Growing Transformers: Modular Composition and Layer-wise Expansion on a Frozen Substrate

Growing Transformers: Modular Composition and Layer-wise Expansion on a Frozen Substrate

TMLR Paper5477 Authors

27 Jul 2025 (modified: 03 Nov 2025)Rejected by TMLREveryoneRevisionsBibTeXCC BY 4.0

Abstract: The prevailing paradigm for scaling large language models (LLMs) involves monolithic, end-to-end training, a resource-intensive process that lacks flexibility. This paper explores an alternative, constructive scaling paradigm, enabled by the principle of emergent semantics in Transformers with frozen, non-semantic input embeddings. We posit that because high-level meaning is a compositional property of a Transformer's deep layers, not its input vectors, the embedding layer and trained lower layers can serve as a fixed foundation.
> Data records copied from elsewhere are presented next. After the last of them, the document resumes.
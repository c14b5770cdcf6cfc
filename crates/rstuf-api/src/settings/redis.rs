//! Redis settings backend
//!
//! Settings are fields of the `RSTUF_SETTINGS` hash; each value is stored as
//! its JSON encoding. Fields written by other tools that are not valid JSON
//! are read back as plain strings.

use async_trait::async_trait;
use redis::aio::ConnectionManager;
use redis::{AsyncCommands, Script};
use serde_json::Value;
use std::collections::{BTreeMap, HashMap};
use std::fmt;
use tracing::info;

use super::{SettingsBackend, SettingsError};

pub const SETTINGS_HASH: &str = "RSTUF_SETTINGS";

// An empty string stands for "absent": JSON encodings are never empty.
const COMPARE_AND_SET: &str = r#"
local current = redis.call('HGET', KEYS[1], ARGV[1])
if not current then current = '' end
if current ~= ARGV[2] then return 0 end
if ARGV[3] == '' then
    redis.call('HDEL', KEYS[1], ARGV[1])
else
    redis.call('HSET', KEYS[1], ARGV[1], ARGV[3])
end
return 1
"#;

impl From<redis::RedisError> for SettingsError {
    fn from(err: redis::RedisError) -> Self {
        SettingsError::Unavailable(err.to_string())
    }
}

#[derive(Clone)]
pub struct RedisSettings {
    conn: ConnectionManager,
    hash: String,
}

impl fmt::Debug for RedisSettings {
    fn fmt(&self, f: &mut fmt::Formatter<'_>) -> fmt::Result {
        f.debug_struct("RedisSettings")
            .field("hash", &self.hash)
            .finish_non_exhaustive()
    }
}

impl RedisSettings {
    /// Connect to `url`, e.g. `redis://redis:6379/0`
    pub async fn connect(url: &str) -> Result<Self, SettingsError> {
        let client = redis::Client::open(url)?;
        let conn = ConnectionManager::new(client).await?;
        info!(url = %url, "Connected to Redis settings store");
        Ok(Self {
            conn,
            hash: SETTINGS_HASH.to_string(),
        })
    }

    fn decode(raw: String) -> Value {
        serde_json::from_str(&raw).unwrap_or(Value::String(raw))
    }

    fn encode(value: Option<&Value>) -> Result<String, SettingsError> {
        match value {
            Some(v) => Ok(serde_json::to_string(v)?),
            None => Ok(String::new()),
        }
    }
}

#[async_trait]
impl SettingsBackend for RedisSettings {
    async fn get(&self, key: &str) -> Result<Option<Value>, SettingsError> {
        let mut conn = self.conn.clone();
        let raw: Option<String> = conn.hget(&self.hash, key).await?;
        Ok(raw.map(Self::decode))
    }

    async fn set(&self, key: &str, value: &Value) -> Result<(), SettingsError> {
        let mut conn = self.conn.clone();
        let encoded = serde_json::to_string(value)?;
        let _: () = conn.hset(&self.hash, key, encoded).await?;
        Ok(())
    }

    async fn delete(&self, key: &str) -> Result<(), SettingsError> {
        let mut conn = self.conn.clone();
        let _: () = conn.hdel(&self.hash, key).await?;
        Ok(())
    }

    async fn all(&self) -> Result<BTreeMap<String, Value>, SettingsError> {
        let mut conn = self.conn.clone();
        let raw: HashMap<String, String> = conn.hgetall(&self.hash).await?;
        Ok(raw
            .into_iter()
            .map(|(key, value)| (key, Self::decode(value)))
            .collect())
    }

    async fn compare_and_set(
        &self,
        key: &str,
        expected: Option<&Value>,
        new: Option<&Value>,
    ) -> Result<bool, SettingsError> {
        let mut conn = self.conn.clone();
        let swapped: i32 = Script::new(COMPARE_AND_SET)
            .key(&self.hash)
            .arg(key)
            .arg(Self::encode(expected)?)
            .arg(Self::encode(new)?)
            .invoke_async(&mut conn)
            .await?;
        Ok(swapped == 1)
    }
}
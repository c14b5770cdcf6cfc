//! # RSTUF Core
//!
//! Domain types shared by the Repository Service for TUF control plane.
//! Nothing in this crate performs I/O; the API crate feeds it values read
//! from the settings store and the broker.
//!
//! ## Key Concepts
//!
//! - **Role**: one of the fixed TUF roles, partitioned into online and
//!   offline roles by the `TARGETS_ONLINE_KEY` setting
//! - **Bootstrap state**: the lifecycle of the repository's first metadata,
//!   derived from the single `BOOTSTRAP` setting
//! - **Payload**: the schema of every mutating request, validated field by
//!   field before anything is sent to the worker
//! - **Task**: the `{action, payload}` envelope handed to the worker and the
//!   normalized view of its result

pub mod bootstrap;
pub mod metadata;
pub mod payload;
pub mod roles;
pub mod task;
pub mod validation;

pub use bootstrap::{BootstrapPhase, BootstrapState};
pub use metadata::{is_vendor_extension, Key, Signature, Signed, TufMetadata};
pub use roles::{offline_roles, online_roles, ParseRoleError, Role, RoleKeys};
pub use task::{
    TaskAction, TaskEnvelope, TaskId, TaskOutcome, TaskQueue, TaskResultView, TaskState, TaskView,
};
pub use validation::{FieldError, Validate, ValidationErrors, Validator};

/// Library version
pub const VERSION: &str = env!("CARGO_PKG_VERSION");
This liberates backpropagation to focus solely on newly added components, making incremental growth viable. We operationalize this with a layer-wise constructive methodology that combines strict layer freezing in early stages with efficient, holistic fine-tuning of the entire model stack via low-rank adaptation (LoRA) as complexity increases. This method not only demonstrates stable convergence but also reveals a direct correlation between model depth and the emergence of complex reasoning abilities, such as those required for SQuAD, which are absent in shallower models. In a controlled study, our constructively grown model rivals the performance of a monolithically trained baseline of the same size, validating the efficiency and efficacy of the approach. Our findings suggest a path towards a paradigm shift from monolithic optimization towards a more biological or constructive model of AI development. This opens a path for more resource-efficient scaling, continual learning, and a more modular approach to building powerful AI systems. We release all code and models to facilitate further research.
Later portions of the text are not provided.